[TASK BRIEF] The entries that follow include a run beginning at the line with "ON production_log (order_id);" and ending at the line with "machine_id TEXT PRIMARY"; restate that run word for word and leave the rest out.

[Source records]
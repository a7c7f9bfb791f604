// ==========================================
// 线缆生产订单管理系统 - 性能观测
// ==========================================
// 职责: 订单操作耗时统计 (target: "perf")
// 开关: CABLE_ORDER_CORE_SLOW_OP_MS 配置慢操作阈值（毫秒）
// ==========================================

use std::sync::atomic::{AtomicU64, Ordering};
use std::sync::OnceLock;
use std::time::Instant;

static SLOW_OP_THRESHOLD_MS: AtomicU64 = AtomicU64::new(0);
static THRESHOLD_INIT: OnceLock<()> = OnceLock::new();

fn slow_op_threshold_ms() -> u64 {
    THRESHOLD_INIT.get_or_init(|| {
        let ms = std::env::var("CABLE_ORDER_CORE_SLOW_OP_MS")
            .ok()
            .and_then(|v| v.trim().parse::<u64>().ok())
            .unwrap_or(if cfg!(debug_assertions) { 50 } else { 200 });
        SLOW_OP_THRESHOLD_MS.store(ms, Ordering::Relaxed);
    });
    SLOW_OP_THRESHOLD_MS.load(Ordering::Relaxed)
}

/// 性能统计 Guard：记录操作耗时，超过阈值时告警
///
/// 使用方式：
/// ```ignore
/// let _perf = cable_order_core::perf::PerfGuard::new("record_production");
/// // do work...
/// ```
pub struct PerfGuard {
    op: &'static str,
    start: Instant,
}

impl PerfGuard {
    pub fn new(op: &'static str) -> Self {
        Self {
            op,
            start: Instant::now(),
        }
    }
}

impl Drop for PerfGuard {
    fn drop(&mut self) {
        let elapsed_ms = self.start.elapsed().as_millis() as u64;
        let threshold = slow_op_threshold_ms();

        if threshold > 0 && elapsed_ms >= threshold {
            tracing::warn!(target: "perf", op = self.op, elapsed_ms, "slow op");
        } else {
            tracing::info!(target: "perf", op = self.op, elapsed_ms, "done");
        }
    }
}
==
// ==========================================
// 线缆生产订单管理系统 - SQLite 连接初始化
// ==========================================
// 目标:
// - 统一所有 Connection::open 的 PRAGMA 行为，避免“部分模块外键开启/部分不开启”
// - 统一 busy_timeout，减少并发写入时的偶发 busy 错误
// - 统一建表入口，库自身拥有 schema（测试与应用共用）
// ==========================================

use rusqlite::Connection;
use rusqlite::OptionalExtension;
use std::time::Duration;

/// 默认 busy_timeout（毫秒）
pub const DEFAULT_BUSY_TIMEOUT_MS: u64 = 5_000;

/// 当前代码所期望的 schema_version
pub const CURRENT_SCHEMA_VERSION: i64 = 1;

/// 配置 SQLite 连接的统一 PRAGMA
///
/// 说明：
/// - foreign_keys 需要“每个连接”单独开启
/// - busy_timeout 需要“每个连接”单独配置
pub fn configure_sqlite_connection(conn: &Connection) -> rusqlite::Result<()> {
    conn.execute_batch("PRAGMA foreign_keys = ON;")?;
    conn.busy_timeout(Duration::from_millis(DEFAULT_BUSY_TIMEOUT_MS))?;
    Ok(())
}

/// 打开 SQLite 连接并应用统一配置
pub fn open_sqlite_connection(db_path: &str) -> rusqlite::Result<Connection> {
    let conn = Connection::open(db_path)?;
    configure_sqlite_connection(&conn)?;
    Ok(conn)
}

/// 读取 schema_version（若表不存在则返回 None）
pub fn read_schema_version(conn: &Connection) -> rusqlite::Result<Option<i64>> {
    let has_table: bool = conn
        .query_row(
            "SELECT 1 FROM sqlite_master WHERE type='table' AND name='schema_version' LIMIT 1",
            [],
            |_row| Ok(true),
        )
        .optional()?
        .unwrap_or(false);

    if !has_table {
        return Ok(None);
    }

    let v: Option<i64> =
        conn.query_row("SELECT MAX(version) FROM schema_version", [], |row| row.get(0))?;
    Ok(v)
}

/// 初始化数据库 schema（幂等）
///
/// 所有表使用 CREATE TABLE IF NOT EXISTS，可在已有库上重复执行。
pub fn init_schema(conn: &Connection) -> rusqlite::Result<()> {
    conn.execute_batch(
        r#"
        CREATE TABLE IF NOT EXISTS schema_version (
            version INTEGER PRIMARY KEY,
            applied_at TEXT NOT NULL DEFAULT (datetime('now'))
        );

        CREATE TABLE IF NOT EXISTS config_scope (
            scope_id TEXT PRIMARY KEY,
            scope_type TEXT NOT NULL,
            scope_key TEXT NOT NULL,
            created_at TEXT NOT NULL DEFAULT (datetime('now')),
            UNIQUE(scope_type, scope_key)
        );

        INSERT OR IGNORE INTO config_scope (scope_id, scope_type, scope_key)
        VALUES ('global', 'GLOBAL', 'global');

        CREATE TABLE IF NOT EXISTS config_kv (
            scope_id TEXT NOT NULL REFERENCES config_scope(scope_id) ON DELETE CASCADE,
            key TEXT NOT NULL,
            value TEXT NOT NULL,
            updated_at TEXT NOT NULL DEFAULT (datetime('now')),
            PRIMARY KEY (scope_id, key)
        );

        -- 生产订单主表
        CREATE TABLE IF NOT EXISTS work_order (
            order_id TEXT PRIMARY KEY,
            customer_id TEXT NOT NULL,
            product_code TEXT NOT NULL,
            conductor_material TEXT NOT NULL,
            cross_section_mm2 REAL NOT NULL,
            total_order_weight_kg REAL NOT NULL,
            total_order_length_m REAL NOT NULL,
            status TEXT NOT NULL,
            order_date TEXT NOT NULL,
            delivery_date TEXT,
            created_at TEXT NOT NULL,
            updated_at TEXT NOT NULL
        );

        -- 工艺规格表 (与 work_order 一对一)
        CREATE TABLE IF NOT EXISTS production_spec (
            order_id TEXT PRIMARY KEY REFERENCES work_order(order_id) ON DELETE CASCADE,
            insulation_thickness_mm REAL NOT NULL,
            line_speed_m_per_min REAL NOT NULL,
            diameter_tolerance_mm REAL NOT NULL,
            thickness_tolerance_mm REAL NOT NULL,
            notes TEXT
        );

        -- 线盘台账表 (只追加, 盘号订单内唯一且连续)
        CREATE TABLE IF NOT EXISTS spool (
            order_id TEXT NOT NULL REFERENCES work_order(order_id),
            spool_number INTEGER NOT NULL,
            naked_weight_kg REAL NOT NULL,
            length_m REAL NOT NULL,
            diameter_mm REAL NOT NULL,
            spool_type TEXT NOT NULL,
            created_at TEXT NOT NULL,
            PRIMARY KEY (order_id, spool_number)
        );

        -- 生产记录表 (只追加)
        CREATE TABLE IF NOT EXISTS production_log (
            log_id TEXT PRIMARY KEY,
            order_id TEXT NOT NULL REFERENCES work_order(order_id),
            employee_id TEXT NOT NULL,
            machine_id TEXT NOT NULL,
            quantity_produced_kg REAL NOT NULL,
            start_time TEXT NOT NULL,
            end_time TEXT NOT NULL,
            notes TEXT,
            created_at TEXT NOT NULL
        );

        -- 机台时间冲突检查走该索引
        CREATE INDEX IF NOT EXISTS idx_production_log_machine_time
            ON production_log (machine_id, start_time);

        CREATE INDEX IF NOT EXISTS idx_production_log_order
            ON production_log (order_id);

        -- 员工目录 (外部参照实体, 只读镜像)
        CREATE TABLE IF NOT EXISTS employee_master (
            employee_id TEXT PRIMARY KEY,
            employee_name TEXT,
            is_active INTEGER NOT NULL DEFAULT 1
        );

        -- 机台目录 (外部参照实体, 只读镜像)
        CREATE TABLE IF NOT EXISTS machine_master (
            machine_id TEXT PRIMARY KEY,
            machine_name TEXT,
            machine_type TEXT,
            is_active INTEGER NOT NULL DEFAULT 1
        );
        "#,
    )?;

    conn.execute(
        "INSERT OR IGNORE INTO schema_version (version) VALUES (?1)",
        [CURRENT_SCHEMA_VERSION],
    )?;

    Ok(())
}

[OUTPUT FOR THIS EXERCISE]
            ON production_log (order_id);

        -- 员工目录 (外部参照实体, 只读镜像)
        CREATE TABLE IF NOT EXISTS employee_master (
            employee_id TEXT PRIMARY KEY,
            employee_name TEXT,
            is_active INTEGER NOT NULL DEFAULT 1
        );

        -- 机台目录 (外部参照实体, 只读镜像)
        CREATE TABLE IF NOT EXISTS machine_master (
            machine_id TEXT PRIMARY KEY,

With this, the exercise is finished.